[Collected data]
■ ■ ■

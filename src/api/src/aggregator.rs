//! Win-probability aggregation from pairwise comparisons.
//!
//! Turns a qualifying grid into a normalized win-probability distribution,
//! either by querying a pairwise oracle for every pair of drivers or, when no
//! oracle is available, by weighting drivers inversely to grid position.

use std::collections::BTreeMap;

/// Driver id -> qualifying (grid) position.
pub type QualifyingPositions = BTreeMap<String, i64>;

/// Driver id -> win probability, rounded to 3 decimals.
pub type WinProbabilities = BTreeMap<String, f64>;

/// Minimum number of drivers a caller must supply before aggregating.
pub const MIN_DRIVERS: usize = 2;

/// Offset added to the grid position in the no-oracle weighting.
pub const GRID_WEIGHT_OFFSET: f64 = 0.1;

/// Probability substituted for any pair the oracle could not answer.
pub const NEUTRAL_PROBABILITY: f64 = 0.5;

/// Estimates the probability that driver A finishes ahead of driver B.
///
/// Implementations are shared across concurrent requests and must not
/// mutate state per call.
pub trait PairwiseOracle: Send + Sync {
    /// Probability in [0, 1] that the driver starting at `pos_a` finishes
    /// ahead of the driver starting at `pos_b`. `pos_diff` is `pos_a - pos_b`.
    fn probability_ahead(&self, pos_a: i64, pos_b: i64, pos_diff: i64) -> anyhow::Result<f64>;
}

impl<F> PairwiseOracle for F
where
    F: Fn(i64, i64, i64) -> anyhow::Result<f64> + Send + Sync,
{
    fn probability_ahead(&self, pos_a: i64, pos_b: i64, pos_diff: i64) -> anyhow::Result<f64> {
        self(pos_a, pos_b, pos_diff)
    }
}

/// Round to 3 decimal places.
pub fn round3(value: f64) -> f64 {
    (value * 1000.0).round() / 1000.0
}

/// Whether the grid is large enough to aggregate.
pub fn has_enough_drivers(positions: &QualifyingPositions) -> bool {
    positions.len() >= MIN_DRIVERS
}

/// Caller-side checks before aggregating: at least two drivers, no empty ids.
pub fn validate_grid(positions: &QualifyingPositions) -> Result<(), String> {
    if !has_enough_drivers(positions) {
        return Err("qualifying_pos must include at least two drivers".to_string());
    }
    if positions.keys().any(|driver| driver.is_empty()) {
        return Err("qualifying_pos driver ids must be non-empty".to_string());
    }
    Ok(())
}

/// Compute the win-probability distribution for a grid.
///
/// With an oracle, every unordered pair is evaluated exactly once and each
/// driver accumulates its expected pairwise wins; scores are then normalized.
/// Without one, the inverse-grid heuristic is used. Never fails: oracle
/// errors count as a coin flip and a non-positive total falls back to a
/// uniform distribution.
pub fn aggregate(
    positions: &QualifyingPositions,
    oracle: Option<&dyn PairwiseOracle>,
) -> WinProbabilities {
    match oracle {
        Some(oracle) => pairwise_distribution(positions, oracle),
        None => grid_weight_distribution(positions),
    }
}

/// Inverse-grid weighting used when no oracle is loaded.
///
/// weight(d) = 1 / (position(d) + 0.1), normalized over all drivers.
pub fn grid_weight_distribution(positions: &QualifyingPositions) -> WinProbabilities {
    let weights: BTreeMap<&String, f64> = positions
        .iter()
        .map(|(driver, &pos)| (driver, 1.0 / (pos as f64 + GRID_WEIGHT_OFFSET)))
        .collect();

    // Positions below zero give negative weights; normalizing those would
    // leave probabilities outside [0, 1].
    let invalid = weights.iter().find(|(_, w)| !(w.is_finite() && **w > 0.0));
    if let Some((driver, &weight)) = invalid {
        tracing::warn!(
            driver = driver.as_str(),
            weight,
            "Grid weight is not positive, using uniform distribution"
        );
        return uniform_distribution(positions);
    }
    let total: f64 = weights.values().sum();

    weights
        .into_iter()
        .map(|(driver, w)| (driver.clone(), round3(w / total)))
        .collect()
}

/// Pairwise aggregation over every unordered pair of drivers.
pub fn pairwise_distribution(
    positions: &QualifyingPositions,
    oracle: &dyn PairwiseOracle,
) -> WinProbabilities {
    let drivers: Vec<(&String, i64)> = positions.iter().map(|(d, &p)| (d, p)).collect();
    let mut scores = vec![0.0_f64; drivers.len()];
    let mut neutral_substitutions = 0usize;
    let mut pairs = 0usize;

    for i in 0..drivers.len() {
        for j in (i + 1)..drivers.len() {
            let (driver_a, pos_a) = drivers[i];
            let (driver_b, pos_b) = drivers[j];
            pairs += 1;

            let p = match query_pair(oracle, driver_a, pos_a, driver_b, pos_b) {
                Some(p) => p,
                None => {
                    neutral_substitutions += 1;
                    NEUTRAL_PROBABILITY
                }
            };

            scores[i] += p;
            scores[j] += 1.0 - p;
        }
    }

    tracing::debug!(
        drivers = drivers.len(),
        pairs,
        neutral_substitutions,
        "Pairwise aggregation complete"
    );

    let total: f64 = scores.iter().sum();
    if total <= 0.0 {
        tracing::warn!(total, "Pairwise scores sum to zero, using uniform distribution");
        return uniform_distribution(positions);
    }

    drivers
        .iter()
        .zip(scores)
        .map(|((driver, _), score)| ((*driver).clone(), round3(score / total)))
        .collect()
}

/// Query the oracle for one pair, returning `None` when the answer is unusable.
fn query_pair(
    oracle: &dyn PairwiseOracle,
    driver_a: &str,
    pos_a: i64,
    driver_b: &str,
    pos_b: i64,
) -> Option<f64> {
    let Some(pos_diff) = pos_a.checked_sub(pos_b) else {
        tracing::warn!(
            driver_a,
            driver_b,
            pos_a,
            pos_b,
            "Grid position difference overflows, treating pair as even"
        );
        return None;
    };

    match oracle.probability_ahead(pos_a, pos_b, pos_diff) {
        Ok(p) if (0.0..=1.0).contains(&p) => Some(p),
        Ok(p) => {
            tracing::warn!(
                driver_a,
                driver_b,
                value = p,
                "Oracle returned an out-of-range probability, treating pair as even"
            );
            None
        }
        Err(e) => {
            tracing::warn!(
                driver_a,
                driver_b,
                error = %e,
                "Oracle failed, treating pair as even"
            );
            None
        }
    }
}

/// Every driver gets 1/N.
pub fn uniform_distribution(positions: &QualifyingPositions) -> WinProbabilities {
    let share = round3(1.0 / positions.len() as f64);
    positions.keys().map(|d| (d.clone(), share)).collect()
}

■ ■ ■

--- WHAT THIS TASK INVOLVES ---
For each line in the data that contains the string "total", give a copy of that line.

--- TASK RESPONSE ---
/// errors count as a coin flip and a non-positive total falls back to a
    let total: f64 = weights.values().sum();
        .map(|(driver, w)| (driver.clone(), round3(w / total)))
    let total: f64 = scores.iter().sum();
    if total <= 0.0 {
        tracing::warn!(total, "Pairwise scores sum to zero, using uniform distribution");
        .map(|((driver, _), score)| ((*driver).clone(), round3(score / total)))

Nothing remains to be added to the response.